_TASK_
Output a verbatim copy of the data, cut off after the line that contains "use serde::Serialize;".

** Opening DATASET ENTRIES block **

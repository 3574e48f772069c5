//! # PID controller
//!
//! A discrete proportional-integral-derivative controller with a saturated
//! output. While the output is saturated the integrator is frozen, so that the
//! integral does not wind up while the actuator cannot follow the demand.

// ---------------------------------------------------------------------------
// IMPORTS
// ---------------------------------------------------------------------------

// External
use serde::Serialize;

// Internal
use util::maths::order;

// ---------------------------------------------------------------------------
// DATA STRUCTURES
// ---------------------------------------------------------------------------

/// A PID controller
#[derive(Debug, Serialize, Clone)]
pub struct PidCtrl {
    /// Proportional gain
    k_p: f64,

    /// Integral gain
    k_i: f64,

    /// Derivative gain
    k_d: f64,

    /// Lower output limit
    min: f64,

    /// Upper output limit
    max: f64,

    /// The integral accumulation
    integral: f64,

    /// The integral before the last step
    prev_integral: f64,

    /// Error passed into the last step
    prev_error: f64,
}

// ---------------------------------------------------------------------------
// IMPLEMENTATIONS
// ---------------------------------------------------------------------------

impl Default for PidCtrl {
    /// A controller with zero gains and an unlimited output.
    fn default() -> Self {
        Self {
            k_p: 0.0,
            k_i: 0.0,
            k_d: 0.0,
            min: f64::NEG_INFINITY,
            max: f64::INFINITY,
            integral: 0.0,
            prev_integral: 0.0,
            prev_error: 0.0,
        }
    }
}

impl PidCtrl {

    /// Create a new controller with the given gains and output range.
    ///
    /// The range is reordered if `min > max`.
    pub fn new(k_p: f64, k_i: f64, k_d: f64, min: f64, max: f64) -> Self {
        let mut pid = Self::default();
        pid.set_params(k_p, k_i, k_d, min, max);
        pid
    }

    pub fn set_gains(&mut self, k_p: f64, k_i: f64, k_d: f64) {
        self.k_p = k_p;
        self.k_i = k_i;
        self.k_d = k_d;
    }

    /// Set the output range, swapping the bounds if they are given the wrong
    /// way round.
    pub fn set_range(&mut self, min: f64, max: f64) {
        let (min, max) = order(min, max);
        self.min = min;
        self.max = max;
    }

    pub fn set_params(&mut self, k_p: f64, k_i: f64, k_d: f64, min: f64, max: f64) {
        self.set_gains(k_p, k_i, k_d);
        self.set_range(min, max);
    }

    /// Zero the integrator.
    pub fn reset_integrator(&mut self) {
        self.integral = 0.0;
        self.prev_integral = 0.0;
    }

    /// Undo the accumulation made by the last step.
    pub fn revert_integrator(&mut self) {
        self.integral = self.prev_integral;
    }

    /// Get the output of the controller for the given error.
    ///
    /// The integral term uses the integral accumulated up to the previous
    /// step. The accumulation for this step is only kept if the output is not
    /// saturated.
    ///
    /// `sample_period_s` must be positive.
    pub fn step(&mut self, error: f64, sample_period_s: f64) -> f64 {
        self.prev_integral = self.integral;

        let integral = self.integral + error * sample_period_s;
        let deriv = (error - self.prev_error) / sample_period_s;

        let mut out =
            self.k_p * error
            + self.k_i * self.integral
            + self.k_d * deriv;

        if out > self.max {
            out = self.max;
        }
        else if out < self.min {
            out = self.min;
        }
        else {
            self.integral = integral;
        }

        self.prev_error = error;

        out
    }

    /// The current integral accumulation.
    pub fn integral(&self) -> f64 {
        self.integral
    }

    /// The output range as `(min, max)`.
    pub fn range(&self) -> (f64, f64) {
        (self.min, self.max)
    }

    /// The gains as `(k_p, k_i, k_d)`.
    pub fn gains(&self) -> (f64, f64, f64) {
        (self.k_p, self.k_i, self.k_d)
    }
}

#[cfg(test)]
mod test {
    use super::*;

    #[test]
    fn test_default_is_unlimited() {
        let pid = PidCtrl::default();
        assert_eq!(pid.gains(), (0.0, 0.0, 0.0));
        assert_eq!(pid.range(), (f64::NEG_INFINITY, f64::INFINITY));
        assert_eq!(pid.integral(), 0.0);
    }

    #[test]
    fn test_range_is_ordered() {
        let mut pid = PidCtrl::new(1.0, 0.0, 0.0, 2.0, -1.0);
        assert_eq!(pid.range(), (-1.0, 2.0));

        pid.set_range(5.0, 3.0);
        assert_eq!(pid.range(), (3.0, 5.0));
    }

    #[test]
    fn test_saturated_step_freezes_integral() {
        let mut pid = PidCtrl::new(1.0, 1.0, 0.0, 0.0, 1.0);

        let out = pid.step(10.0, 1.0);

        assert_eq!(out, 1.0);
        assert_eq!(pid.integral(), 0.0);

        // Also when saturating at the bottom
        let out = pid.step(-10.0, 1.0);
        assert_eq!(out, 0.0);
        assert_eq!(pid.integral(), 0.0);
    }

    #[test]
    fn test_integral_uses_previous_accumulation() {
        let mut pid = PidCtrl::new(0.0, 1.0, 0.0, -10.0, 10.0);

        // First step sees no integral, but accumulates it
        assert_eq!(pid.step(1.0, 0.5), 0.0);
        assert_eq!(pid.integral(), 0.5);

        // Second step uses the integral from the first
        assert_eq!(pid.step(1.0, 0.5), 0.5);
        assert_eq!(pid.integral(), 1.0);
    }

    #[test]
    fn test_derivative() {
        let mut pid = PidCtrl::new(0.0, 0.0, 1.0, -100.0, 100.0);

        assert!((pid.step(1.0, 0.1) - 10.0).abs() < 1e-9);
        assert!((pid.step(1.5, 0.1) - 5.0).abs() < 1e-9);
        assert!((pid.step(1.5, 0.1)).abs() < 1e-9);
    }

    #[test]
    fn test_reset_removes_integral_contribution() {
        let mut pid = PidCtrl::new(2.0, 3.0, 0.0, -100.0, 100.0);

        pid.step(1.0, 1.0);
        pid.step(1.0, 1.0);
        assert!(pid.integral() > 0.0);

        pid.reset_integrator();
        assert_eq!(pid.integral(), 0.0);

        // Only the proportional term remains
        assert_eq!(pid.step(1.0, 1.0), 2.0);
    }

    #[test]
    fn test_reset_then_zero_error() {
        let mut pid = PidCtrl::new(1.0, 5.0, 0.0, -100.0, 100.0);
        pid.step(3.0, 1.0);
        pid.step(3.0, 1.0);

        pid.reset_integrator();

        assert_eq!(pid.step(0.0, 1.0), 0.0);
    }

    #[test]
    fn test_revert_restores_pre_step_integral() {
        let mut pid = PidCtrl::new(0.3, 0.7, 0.1, -50.0, 50.0);

        pid.step(2.0, 0.02);
        pid.step(-1.0, 0.02);
        let before = pid.integral();

        pid.step(4.0, 0.02);
        assert_ne!(pid.integral(), before);

        pid.revert_integrator();
        assert_eq!(pid.integral(), before);
    }
}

** Closing DATASET ENTRIES block **

_REPLY_
repository 3574e48f772069c5
//! # PID controller
//!
//! A discrete proportional-integral-derivative controller with a saturated
//! output. While the output is saturated the integrator is frozen, so that the
//! integral does not wind up while the actuator cannot follow the demand.

// ---------------------------------------------------------------------------
// IMPORTS
// ---------------------------------------------------------------------------

// External
use serde::Serialize;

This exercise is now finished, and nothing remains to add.